Singles from Love & Hate
- "Lonely" Released: November 25, 2013; "One Way Love" Released: November 26, 2013;

= Love & Hate (Hyolyn album) =

Love & Hate is the debut studio album of South Korean singer Hyolyn (leader of Sistar). The album was released on November 26, 2013 and reached number 5 on South Korea's Gaon Album Chart.

==Release and singles==
On November 20, 2013, Hyolyn unveiled the track list for her debut solo album. As shown in the track list, the album consists of a total of 10 tracks by producers Brave Brothers, Duble Sidekick, Kim Do Hoon, and more. Hyolyn also collaborated with artists Mad Clown, Dok2, and Block B's Zico. Hyolyn released two lead singles, "Lonely" and "One Way Love". Love and Hate consists of tracks produced by some of K-pop's hit producers, including Brave Brothers, Kim Do Hoon and Brave Brothers The album was released on November 26, 2013, and reached a position of number 5 on the Gaon Weekly Albums Chart.
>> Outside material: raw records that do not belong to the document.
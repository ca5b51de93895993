//! YAML configuration file support for VOFP.
//!
//! One file configures every stage. Missing sections and missing fields fall
//! back to the reference defaults.
//!
//! ## Example YAML configuration
//!
//! ```yaml
//! version: "1.0"
//! name: "production"
//!
//! video:
//!   frame_samples: 64
//!   motion_bins: 16
//!   visual_weight: 1.0
//!   motion_weight: 0.6
//!   features:
//!     hash_size: 8
//!     edge_grid: 4
//!     hsv_bins: [8, 8, 8]
//!     center_crop_margin: 0.06
//!
//! decision:
//!   not_original_threshold: 0.90
//!   hamming_close_bits: 10
//!   overlap_threshold: 0.25
//!   candidate_cache_capacity: 32
//!
//! ingest:
//!   work_dir: "/var/tmp/vofp"
//!   timeout_secs: 300
//!
//! index:
//!   backend: "redb"
//!   path: "data/vofp.redb"
//! ```

use std::fs;
use std::path::Path;

use index::BackendConfig;
use ingest::IngestConfig;
use serde::{Deserialize, Serialize};
use thiserror::Error;
use video::VideoConfig;

use crate::pipeline::DecisionConfig;

/// Errors that can occur when loading YAML configuration files
#[derive(Debug, Error)]
pub enum ConfigLoadError {
    #[error("failed to read config file: {0}")]
    FileRead(#[from] std::io::Error),

    #[error("failed to parse YAML: {0}")]
    YamlParse(#[from] serde_yaml::Error),

    #[error("validation error: {0}")]
    Validation(String),

    #[error("unsupported config version: {0}")]
    UnsupportedVersion(String),
}

/// Top-level configuration for the whole pipeline.
#[derive(Debug, Clone, Serialize, Deserialize, PartialEq)]
pub struct VofpConfig {
    /// Configuration format version
    pub version: String,

    #[serde(default)]
    pub name: Option<String>,

    /// Sampling, per-frame features and aggregation weights.
    #[serde(default)]
    pub video: VideoConfig,

    /// Thresholds of the originality decision.
    #[serde(default)]
    pub decision: DecisionConfig,

    /// Download behaviour.
    #[serde(default)]
    pub ingest: IngestConfig,

    /// Corpus storage.
    #[serde(default)]
    pub index: IndexYamlConfig,
}

impl VofpConfig {
    /// Load a YAML configuration file from the given path
    pub fn from_file<P: AsRef<Path>>(path: P) -> Result<Self, ConfigLoadError> {
        let content = fs::read_to_string(path)?;
        Self::from_yaml(&content)
    }

    /// Parse YAML configuration from a string
    pub fn from_yaml(yaml: &str) -> Result<Self, ConfigLoadError> {
        let config: VofpConfig = serde_yaml::from_str(yaml)?;
        config.validate()?;
        Ok(config)
    }

    /// Check the version and every section.
    pub fn validate(&self) -> Result<(), ConfigLoadError> {
        match self.version.as_str() {
            "1.0" | "1" => Ok(()),
            v => Err(ConfigLoadError::UnsupportedVersion(v.to_string())),
        }?;

        self.video
            .validate()
            .map_err(|e| ConfigLoadError::Validation(format!("video: {e}")))?;
        self.decision
            .validate()
            .map_err(|e| ConfigLoadError::Validation(format!("decision: {e}")))?;
        self.ingest
            .validate()
            .map_err(|e| ConfigLoadError::Validation(format!("ingest: {e}")))?;
        self.index.validate()?;
        Ok(())
    }
}

impl Default for VofpConfig {
    fn default() -> Self {
        Self {
            version: "1.0".to_string(),
            name: None,
            video: VideoConfig::default(),
            decision: DecisionConfig::default(),
            ingest: IngestConfig::default(),
            index: IndexYamlConfig::default(),
        }
    }
}

#[derive(Debug, Clone, Copy, Serialize, Deserialize, PartialEq, Eq, Default)]
#[serde(rename_all = "snake_case")]
pub enum IndexBackendKind {
    #[default]
    Redb,
    InMemory,
}

/// Index section YAML configuration
#[derive(Debug, Clone, Serialize, Deserialize, PartialEq, Eq)]
pub struct IndexYamlConfig {
    #[serde(default)]
    pub backend: IndexBackendKind,

    /// Database file for the redb backend.
    #[serde(default = "default_index_path")]
    pub path: String,
}

impl IndexYamlConfig {
    fn validate(&self) -> Result<(), ConfigLoadError> {
        if self.backend == IndexBackendKind::Redb && self.path.trim().is_empty() {
            return Err(ConfigLoadError::Validation(
                "index.path must be set for the redb backend".into(),
            ));
        }
        Ok(())
    }

    pub fn backend_config(&self) -> BackendConfig {
        match self.backend {
            IndexBackendKind::Redb => BackendConfig::redb(self.path.clone()),
            IndexBackendKind::InMemory => BackendConfig::in_memory(),
        }
    }
}

impl Default for IndexYamlConfig {
    fn default() -> Self {
        Self {
            backend: IndexBackendKind::default(),
            path: default_index_path(),
        }
    }
}

fn default_index_path() -> String {
    "data/vofp.redb".to_string()
}

#[cfg(test)]
mod tests {
    use super::*;
    use std::io::Write;
    use tempfile::NamedTempFile;

    #[test]
    fn test_load_valid_yaml() {
        let yaml = r#"
version: "1.0"
name: "test config"
video:
  frame_samples: 32
decision:
  not_original_threshold: 0.85
"#;

        let config = VofpConfig::from_yaml(yaml).unwrap();
        assert_eq!(config.name, Some("test config".to_string()));
        assert_eq!(config.video.frame_samples, 32);
        assert_eq!(config.video.motion_bins, 16);
        assert!((config.decision.not_original_threshold - 0.85).abs() < 1e-6);
        assert_eq!(config.decision.hamming_close_bits, 10);
    }

    #[test]
    fn test_load_from_file() {
        let yaml = r#"
version: "1"
index:
  backend: "in_memory"
"#;

        let mut temp_file = NamedTempFile::new().unwrap();
        temp_file.write_all(yaml.as_bytes()).unwrap();

        let config = VofpConfig::from_file(temp_file.path()).unwrap();
        assert_eq!(config.index.backend_config(), BackendConfig::InMemory);
    }

    #[test]
    fn test_default_config() {
        let config = VofpConfig::default();
        assert_eq!(config.version, "1.0");
        assert_eq!(config.video.fingerprint_len(), 736);
        assert!(config.validate().is_ok());
        assert_eq!(
            config.index.backend_config(),
            BackendConfig::redb("data/vofp.redb")
        );
    }

    #[test]
    fn test_unsupported_version() {
        let result = VofpConfig::from_yaml("version: \"2\"\n");
        assert!(matches!(
            result,
            Err(ConfigLoadError::UnsupportedVersion(v)) if v == "2"
        ));
    }

    #[test]
    fn test_section_validation_names_the_section() {
        let yaml = r#"
version: "1.0"
video:
  features:
    hash_size: 12
"#;
        let err = VofpConfig::from_yaml(yaml).unwrap_err();
        assert!(err.to_string().contains("video"));

        let yaml = r#"
version: "1.0"
decision:
  overlap_threshold: 2.0
"#;
        let err = VofpConfig::from_yaml(yaml).unwrap_err();
        assert!(err.to_string().contains("decision"));
    }

    #[test]
    fn test_redb_requires_path() {
        let yaml = r#"
version: "1.0"
index:
  backend: "redb"
  path: ""
"#;
        assert!(matches!(
            VofpConfig::from_yaml(yaml),
            Err(ConfigLoadError::Validation(_))
        ));
    }
}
Hyolyn uses a whispery voice for this song and explores the streets of London in the music video. Its music video and digital single were released on November 25, 2013. The song reached number 3 on the Gaon Digital Singles Chart.

The lead single "One Way Love", produced by Brave Brothers, is a "hip-hop style R&B" song with a "touch of tango beat". The second single, "Lonely", produced by Kim Da Hoon, is a British retro-pop song with piano and acoustic guitar. The album also features Korean rappers such as Mad Clown, Block B's Zico, Dok2 and Geek's Lil' Boy.On November 26, Hyolyn held a successful media showcase in celebration of the release of her solo album at Seoul Ilchi Art Hall. The video features actor Yoo Yeon-seok as the male lead. The track reached number 1 on the Gaon Digital Singles Chart.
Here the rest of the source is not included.